→ **Task material**:
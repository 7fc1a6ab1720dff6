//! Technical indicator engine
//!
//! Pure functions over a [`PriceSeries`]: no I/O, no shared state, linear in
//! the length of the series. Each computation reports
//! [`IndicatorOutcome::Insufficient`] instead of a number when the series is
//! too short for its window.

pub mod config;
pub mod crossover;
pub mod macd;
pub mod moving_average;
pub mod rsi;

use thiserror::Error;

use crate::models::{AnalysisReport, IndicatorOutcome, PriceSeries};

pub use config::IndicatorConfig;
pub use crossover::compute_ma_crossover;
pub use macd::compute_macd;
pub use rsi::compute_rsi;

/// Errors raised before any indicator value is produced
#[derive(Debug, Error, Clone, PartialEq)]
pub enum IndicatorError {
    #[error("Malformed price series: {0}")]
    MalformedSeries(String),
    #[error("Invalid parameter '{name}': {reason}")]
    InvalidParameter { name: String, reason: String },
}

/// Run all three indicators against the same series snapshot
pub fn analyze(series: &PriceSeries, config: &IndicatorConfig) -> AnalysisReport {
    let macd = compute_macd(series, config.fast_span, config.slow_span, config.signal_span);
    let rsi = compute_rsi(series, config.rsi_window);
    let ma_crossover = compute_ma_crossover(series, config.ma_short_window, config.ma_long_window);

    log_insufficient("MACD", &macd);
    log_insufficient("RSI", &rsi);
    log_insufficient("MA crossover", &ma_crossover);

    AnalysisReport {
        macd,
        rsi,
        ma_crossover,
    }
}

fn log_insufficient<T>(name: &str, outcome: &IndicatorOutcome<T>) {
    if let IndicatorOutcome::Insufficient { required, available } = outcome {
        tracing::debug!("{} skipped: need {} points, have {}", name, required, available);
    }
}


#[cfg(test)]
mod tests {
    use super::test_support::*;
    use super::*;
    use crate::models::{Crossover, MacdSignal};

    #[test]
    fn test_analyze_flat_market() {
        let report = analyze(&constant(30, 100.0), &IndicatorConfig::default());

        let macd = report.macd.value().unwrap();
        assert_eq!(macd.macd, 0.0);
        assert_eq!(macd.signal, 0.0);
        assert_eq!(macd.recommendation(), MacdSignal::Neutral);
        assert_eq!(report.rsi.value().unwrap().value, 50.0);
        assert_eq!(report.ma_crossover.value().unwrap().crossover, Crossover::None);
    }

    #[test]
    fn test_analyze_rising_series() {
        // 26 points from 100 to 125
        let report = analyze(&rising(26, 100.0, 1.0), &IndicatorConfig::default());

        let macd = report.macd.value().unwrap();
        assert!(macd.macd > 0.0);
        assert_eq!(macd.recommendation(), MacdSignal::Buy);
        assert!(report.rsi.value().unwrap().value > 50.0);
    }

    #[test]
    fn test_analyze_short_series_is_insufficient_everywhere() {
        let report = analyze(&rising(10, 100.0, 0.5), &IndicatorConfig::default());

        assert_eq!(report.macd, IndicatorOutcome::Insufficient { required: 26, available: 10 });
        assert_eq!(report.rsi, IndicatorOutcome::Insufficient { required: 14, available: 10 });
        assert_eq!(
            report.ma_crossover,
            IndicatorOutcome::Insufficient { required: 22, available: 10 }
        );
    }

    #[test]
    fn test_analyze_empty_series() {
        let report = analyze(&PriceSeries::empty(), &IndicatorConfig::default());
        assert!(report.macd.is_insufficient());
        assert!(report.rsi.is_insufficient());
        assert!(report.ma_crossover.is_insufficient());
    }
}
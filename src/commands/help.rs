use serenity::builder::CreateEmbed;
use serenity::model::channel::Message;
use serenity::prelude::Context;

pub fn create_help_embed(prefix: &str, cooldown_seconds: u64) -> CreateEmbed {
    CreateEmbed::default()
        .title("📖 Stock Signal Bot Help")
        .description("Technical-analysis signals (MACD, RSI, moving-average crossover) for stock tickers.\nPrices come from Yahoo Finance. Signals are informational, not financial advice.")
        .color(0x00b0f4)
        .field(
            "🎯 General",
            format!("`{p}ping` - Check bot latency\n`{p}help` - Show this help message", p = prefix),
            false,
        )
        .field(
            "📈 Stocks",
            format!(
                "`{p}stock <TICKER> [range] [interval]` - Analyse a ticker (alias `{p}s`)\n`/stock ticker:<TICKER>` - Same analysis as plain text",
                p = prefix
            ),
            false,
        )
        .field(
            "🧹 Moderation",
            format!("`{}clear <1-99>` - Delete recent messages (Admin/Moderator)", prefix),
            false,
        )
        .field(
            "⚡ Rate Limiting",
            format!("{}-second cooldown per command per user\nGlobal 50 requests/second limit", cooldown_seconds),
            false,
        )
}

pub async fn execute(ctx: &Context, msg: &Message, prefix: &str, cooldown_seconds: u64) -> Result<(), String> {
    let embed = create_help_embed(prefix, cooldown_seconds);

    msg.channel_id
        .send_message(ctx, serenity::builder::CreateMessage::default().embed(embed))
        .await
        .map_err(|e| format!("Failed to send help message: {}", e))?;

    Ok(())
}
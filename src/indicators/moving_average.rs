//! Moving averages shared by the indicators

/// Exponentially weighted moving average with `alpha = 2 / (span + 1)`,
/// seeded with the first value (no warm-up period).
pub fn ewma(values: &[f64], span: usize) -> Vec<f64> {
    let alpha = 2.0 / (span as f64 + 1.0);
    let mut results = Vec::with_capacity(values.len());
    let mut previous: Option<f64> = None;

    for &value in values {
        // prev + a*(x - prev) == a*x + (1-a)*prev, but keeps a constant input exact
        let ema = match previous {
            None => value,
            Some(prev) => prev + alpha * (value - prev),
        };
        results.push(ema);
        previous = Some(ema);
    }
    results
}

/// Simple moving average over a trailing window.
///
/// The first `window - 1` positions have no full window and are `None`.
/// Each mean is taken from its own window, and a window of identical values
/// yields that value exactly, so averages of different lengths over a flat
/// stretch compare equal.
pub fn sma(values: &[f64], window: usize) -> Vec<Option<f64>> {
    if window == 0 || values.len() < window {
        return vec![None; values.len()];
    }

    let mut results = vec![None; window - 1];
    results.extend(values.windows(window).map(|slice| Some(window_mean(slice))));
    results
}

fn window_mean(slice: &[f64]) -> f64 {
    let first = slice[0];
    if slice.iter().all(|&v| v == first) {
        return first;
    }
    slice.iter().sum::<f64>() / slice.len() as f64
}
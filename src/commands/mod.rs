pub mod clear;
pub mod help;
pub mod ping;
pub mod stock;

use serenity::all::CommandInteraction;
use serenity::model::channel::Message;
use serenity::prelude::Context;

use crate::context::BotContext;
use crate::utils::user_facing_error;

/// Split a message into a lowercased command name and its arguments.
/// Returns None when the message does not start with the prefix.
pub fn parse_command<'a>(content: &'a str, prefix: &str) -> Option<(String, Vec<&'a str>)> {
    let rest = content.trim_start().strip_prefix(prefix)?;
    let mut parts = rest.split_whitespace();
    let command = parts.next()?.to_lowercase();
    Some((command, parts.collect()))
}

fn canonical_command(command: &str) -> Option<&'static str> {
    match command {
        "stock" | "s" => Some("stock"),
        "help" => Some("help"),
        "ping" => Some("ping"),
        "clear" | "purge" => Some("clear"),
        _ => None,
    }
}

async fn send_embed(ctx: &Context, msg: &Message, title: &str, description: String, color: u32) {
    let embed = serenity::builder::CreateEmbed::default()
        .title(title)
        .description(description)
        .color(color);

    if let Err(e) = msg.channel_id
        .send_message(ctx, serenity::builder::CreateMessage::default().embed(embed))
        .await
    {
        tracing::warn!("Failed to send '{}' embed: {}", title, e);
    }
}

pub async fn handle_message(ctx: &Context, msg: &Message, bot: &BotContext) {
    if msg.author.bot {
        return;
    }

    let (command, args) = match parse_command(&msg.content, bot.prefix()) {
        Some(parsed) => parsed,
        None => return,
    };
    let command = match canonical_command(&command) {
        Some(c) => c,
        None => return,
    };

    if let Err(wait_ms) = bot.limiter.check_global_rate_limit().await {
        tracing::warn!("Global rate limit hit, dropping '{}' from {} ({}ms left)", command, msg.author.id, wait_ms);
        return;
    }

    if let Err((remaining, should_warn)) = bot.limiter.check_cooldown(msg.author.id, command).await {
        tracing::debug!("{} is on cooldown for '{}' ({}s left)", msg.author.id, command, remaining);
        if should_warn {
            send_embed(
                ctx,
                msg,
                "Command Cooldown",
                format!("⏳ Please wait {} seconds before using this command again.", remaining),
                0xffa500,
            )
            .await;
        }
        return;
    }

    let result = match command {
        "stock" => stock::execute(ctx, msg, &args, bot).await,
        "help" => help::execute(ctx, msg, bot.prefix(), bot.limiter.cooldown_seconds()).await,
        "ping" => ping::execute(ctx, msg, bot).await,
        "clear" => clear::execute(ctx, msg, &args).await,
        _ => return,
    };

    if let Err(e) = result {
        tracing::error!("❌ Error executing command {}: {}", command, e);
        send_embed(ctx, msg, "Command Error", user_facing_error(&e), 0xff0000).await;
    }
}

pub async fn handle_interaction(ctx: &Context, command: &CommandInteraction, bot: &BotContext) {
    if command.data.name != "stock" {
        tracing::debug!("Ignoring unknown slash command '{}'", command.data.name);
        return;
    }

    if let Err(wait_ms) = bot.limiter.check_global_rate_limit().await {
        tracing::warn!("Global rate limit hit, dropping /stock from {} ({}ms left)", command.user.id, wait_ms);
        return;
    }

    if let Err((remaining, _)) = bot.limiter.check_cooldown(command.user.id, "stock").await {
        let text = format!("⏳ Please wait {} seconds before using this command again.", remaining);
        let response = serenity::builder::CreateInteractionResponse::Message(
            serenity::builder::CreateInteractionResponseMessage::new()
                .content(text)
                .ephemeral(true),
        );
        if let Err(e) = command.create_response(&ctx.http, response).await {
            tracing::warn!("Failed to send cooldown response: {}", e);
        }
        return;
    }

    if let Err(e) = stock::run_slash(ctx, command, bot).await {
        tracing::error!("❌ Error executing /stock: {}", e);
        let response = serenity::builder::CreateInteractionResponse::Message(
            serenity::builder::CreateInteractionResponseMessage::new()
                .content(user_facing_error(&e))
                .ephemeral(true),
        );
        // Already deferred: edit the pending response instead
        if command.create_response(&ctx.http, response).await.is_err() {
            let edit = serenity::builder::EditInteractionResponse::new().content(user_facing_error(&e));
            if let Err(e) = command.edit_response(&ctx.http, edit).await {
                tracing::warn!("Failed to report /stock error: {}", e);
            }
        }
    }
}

* * *

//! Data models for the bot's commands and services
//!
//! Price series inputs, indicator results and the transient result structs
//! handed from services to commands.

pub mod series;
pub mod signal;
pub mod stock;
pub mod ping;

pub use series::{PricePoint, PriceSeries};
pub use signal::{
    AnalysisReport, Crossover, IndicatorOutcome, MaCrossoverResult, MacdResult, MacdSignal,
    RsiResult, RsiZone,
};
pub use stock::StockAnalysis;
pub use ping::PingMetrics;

* * *

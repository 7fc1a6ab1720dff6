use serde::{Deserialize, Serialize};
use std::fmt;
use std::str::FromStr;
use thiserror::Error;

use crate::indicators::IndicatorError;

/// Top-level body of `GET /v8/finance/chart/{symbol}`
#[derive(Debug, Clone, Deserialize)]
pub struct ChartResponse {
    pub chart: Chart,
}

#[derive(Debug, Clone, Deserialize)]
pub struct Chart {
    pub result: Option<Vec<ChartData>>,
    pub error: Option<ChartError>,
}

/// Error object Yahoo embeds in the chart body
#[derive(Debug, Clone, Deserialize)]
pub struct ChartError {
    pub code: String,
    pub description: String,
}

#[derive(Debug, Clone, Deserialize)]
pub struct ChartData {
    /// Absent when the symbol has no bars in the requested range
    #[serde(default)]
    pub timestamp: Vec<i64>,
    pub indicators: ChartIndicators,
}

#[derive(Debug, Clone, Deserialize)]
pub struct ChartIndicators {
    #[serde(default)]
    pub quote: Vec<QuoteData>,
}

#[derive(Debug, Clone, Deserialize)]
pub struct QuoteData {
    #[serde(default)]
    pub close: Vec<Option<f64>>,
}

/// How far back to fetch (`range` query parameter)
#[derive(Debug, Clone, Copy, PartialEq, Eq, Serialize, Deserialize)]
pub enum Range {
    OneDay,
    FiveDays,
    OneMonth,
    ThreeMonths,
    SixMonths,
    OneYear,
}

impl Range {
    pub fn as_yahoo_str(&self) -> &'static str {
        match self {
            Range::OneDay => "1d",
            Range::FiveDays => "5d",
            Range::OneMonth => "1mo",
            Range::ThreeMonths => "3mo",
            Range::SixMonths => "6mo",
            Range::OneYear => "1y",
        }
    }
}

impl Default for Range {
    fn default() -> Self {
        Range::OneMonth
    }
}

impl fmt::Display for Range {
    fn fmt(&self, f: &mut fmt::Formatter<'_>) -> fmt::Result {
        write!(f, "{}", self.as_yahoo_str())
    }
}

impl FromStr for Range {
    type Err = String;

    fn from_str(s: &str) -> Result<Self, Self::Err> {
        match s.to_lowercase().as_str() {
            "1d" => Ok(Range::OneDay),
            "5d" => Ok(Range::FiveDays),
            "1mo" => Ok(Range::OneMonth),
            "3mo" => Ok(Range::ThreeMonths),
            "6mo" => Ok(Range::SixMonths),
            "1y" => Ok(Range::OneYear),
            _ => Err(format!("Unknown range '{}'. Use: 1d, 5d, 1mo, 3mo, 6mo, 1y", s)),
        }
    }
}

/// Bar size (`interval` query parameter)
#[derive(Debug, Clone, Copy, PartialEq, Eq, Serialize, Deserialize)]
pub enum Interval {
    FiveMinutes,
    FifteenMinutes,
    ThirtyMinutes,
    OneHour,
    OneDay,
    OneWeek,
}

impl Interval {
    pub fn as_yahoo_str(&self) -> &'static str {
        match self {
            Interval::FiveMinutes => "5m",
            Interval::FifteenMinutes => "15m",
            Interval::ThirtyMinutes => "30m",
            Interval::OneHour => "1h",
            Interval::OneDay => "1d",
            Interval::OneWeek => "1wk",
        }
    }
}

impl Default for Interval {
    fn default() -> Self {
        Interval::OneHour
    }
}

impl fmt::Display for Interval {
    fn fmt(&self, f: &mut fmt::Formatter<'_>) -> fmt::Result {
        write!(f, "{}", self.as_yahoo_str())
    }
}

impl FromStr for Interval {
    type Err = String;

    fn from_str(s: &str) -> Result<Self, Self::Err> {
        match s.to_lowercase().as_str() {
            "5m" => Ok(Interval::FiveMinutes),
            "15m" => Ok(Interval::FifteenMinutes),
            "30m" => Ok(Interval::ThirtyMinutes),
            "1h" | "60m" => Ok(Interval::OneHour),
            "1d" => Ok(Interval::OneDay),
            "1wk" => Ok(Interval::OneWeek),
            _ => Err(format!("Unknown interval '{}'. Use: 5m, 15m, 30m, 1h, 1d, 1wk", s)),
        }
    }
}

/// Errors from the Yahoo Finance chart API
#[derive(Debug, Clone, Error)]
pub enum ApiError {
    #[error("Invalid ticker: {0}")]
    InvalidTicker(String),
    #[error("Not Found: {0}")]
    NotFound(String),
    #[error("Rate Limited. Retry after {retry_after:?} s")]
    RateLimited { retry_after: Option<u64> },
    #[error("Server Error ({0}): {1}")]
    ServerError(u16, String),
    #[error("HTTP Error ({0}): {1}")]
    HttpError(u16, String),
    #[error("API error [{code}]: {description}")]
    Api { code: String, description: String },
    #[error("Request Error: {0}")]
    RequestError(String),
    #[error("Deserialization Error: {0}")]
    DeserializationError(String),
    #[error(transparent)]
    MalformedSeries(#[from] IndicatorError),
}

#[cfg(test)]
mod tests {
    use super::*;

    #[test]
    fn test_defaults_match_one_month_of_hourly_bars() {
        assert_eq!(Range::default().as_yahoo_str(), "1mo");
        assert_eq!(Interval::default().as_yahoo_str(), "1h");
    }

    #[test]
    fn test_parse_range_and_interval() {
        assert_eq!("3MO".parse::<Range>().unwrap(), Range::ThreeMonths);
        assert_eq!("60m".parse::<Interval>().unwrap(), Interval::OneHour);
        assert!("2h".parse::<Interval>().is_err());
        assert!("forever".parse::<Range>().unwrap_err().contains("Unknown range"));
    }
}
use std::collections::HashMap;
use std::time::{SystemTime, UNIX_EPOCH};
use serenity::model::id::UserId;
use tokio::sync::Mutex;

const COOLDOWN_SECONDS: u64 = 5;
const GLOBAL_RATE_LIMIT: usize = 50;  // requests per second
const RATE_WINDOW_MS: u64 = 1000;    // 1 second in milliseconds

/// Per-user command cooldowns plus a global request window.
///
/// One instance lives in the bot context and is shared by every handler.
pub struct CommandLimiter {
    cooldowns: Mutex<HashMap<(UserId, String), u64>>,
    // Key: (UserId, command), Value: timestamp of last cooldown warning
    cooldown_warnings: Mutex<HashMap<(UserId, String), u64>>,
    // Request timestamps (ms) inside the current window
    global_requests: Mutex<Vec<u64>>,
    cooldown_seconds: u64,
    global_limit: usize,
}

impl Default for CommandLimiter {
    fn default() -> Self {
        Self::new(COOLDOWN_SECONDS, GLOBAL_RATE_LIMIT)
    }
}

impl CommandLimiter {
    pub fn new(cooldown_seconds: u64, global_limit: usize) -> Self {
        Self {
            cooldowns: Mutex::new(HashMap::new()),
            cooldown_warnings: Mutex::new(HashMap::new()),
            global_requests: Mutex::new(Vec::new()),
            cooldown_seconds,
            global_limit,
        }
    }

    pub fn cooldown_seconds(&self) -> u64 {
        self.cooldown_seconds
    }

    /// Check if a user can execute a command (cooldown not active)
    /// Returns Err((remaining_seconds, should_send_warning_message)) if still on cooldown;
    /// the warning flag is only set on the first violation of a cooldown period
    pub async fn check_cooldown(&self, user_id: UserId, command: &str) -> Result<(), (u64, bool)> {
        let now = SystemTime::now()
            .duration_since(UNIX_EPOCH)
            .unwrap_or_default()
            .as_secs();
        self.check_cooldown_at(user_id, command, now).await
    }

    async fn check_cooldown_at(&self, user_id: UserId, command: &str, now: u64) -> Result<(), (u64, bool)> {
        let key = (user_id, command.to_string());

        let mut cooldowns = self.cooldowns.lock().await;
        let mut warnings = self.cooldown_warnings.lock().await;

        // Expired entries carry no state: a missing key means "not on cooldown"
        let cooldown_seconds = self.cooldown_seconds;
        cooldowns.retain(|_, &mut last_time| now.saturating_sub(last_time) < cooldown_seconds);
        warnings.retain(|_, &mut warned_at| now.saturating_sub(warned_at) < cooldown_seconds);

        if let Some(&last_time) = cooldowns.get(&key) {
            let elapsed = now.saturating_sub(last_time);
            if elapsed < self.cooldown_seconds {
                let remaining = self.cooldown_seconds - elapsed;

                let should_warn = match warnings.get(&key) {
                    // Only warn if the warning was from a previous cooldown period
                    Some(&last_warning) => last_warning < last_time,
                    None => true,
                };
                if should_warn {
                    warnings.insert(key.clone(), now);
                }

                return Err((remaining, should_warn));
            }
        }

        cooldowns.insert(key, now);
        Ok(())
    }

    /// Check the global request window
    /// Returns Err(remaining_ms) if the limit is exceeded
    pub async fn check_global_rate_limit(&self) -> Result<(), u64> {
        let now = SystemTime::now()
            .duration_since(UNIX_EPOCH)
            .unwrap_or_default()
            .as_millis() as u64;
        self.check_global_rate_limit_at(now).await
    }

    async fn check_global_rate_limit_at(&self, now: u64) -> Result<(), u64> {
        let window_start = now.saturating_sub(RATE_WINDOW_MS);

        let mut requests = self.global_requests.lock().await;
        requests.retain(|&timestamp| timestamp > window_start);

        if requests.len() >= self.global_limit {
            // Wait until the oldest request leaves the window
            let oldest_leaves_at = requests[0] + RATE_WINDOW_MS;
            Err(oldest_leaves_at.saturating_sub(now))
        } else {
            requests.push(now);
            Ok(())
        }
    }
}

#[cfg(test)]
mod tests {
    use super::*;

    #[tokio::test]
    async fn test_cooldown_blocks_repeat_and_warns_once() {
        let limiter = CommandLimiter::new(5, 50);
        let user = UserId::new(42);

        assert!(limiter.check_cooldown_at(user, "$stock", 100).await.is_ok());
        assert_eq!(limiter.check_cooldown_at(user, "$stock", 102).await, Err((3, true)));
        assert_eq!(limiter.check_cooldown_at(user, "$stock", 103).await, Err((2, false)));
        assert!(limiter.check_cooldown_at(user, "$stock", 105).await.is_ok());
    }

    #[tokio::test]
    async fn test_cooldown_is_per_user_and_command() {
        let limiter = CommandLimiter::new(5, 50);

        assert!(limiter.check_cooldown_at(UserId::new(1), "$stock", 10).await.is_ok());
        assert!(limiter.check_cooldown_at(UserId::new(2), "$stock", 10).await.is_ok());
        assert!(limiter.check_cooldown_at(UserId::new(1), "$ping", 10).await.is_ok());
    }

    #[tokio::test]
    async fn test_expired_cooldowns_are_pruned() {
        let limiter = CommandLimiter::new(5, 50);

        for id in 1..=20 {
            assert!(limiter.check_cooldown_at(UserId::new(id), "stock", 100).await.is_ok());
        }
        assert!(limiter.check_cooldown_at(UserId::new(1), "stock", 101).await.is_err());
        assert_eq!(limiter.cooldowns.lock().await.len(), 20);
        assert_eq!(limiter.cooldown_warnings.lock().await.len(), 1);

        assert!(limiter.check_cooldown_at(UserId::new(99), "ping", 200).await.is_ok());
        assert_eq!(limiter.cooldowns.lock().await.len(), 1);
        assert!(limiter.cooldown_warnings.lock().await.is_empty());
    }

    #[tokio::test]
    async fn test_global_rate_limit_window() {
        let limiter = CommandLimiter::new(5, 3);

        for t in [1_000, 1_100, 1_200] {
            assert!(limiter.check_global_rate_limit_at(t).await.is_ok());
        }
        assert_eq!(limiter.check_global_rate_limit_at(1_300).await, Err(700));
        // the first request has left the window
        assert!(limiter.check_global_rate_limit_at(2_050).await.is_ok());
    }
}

→ **Activity**:
Using the listing, copy every line where the word "query" shows up.

→ **Finished exercise**:
/// How far back to fetch (`range` query parameter)
/// Bar size (`interval` query parameter)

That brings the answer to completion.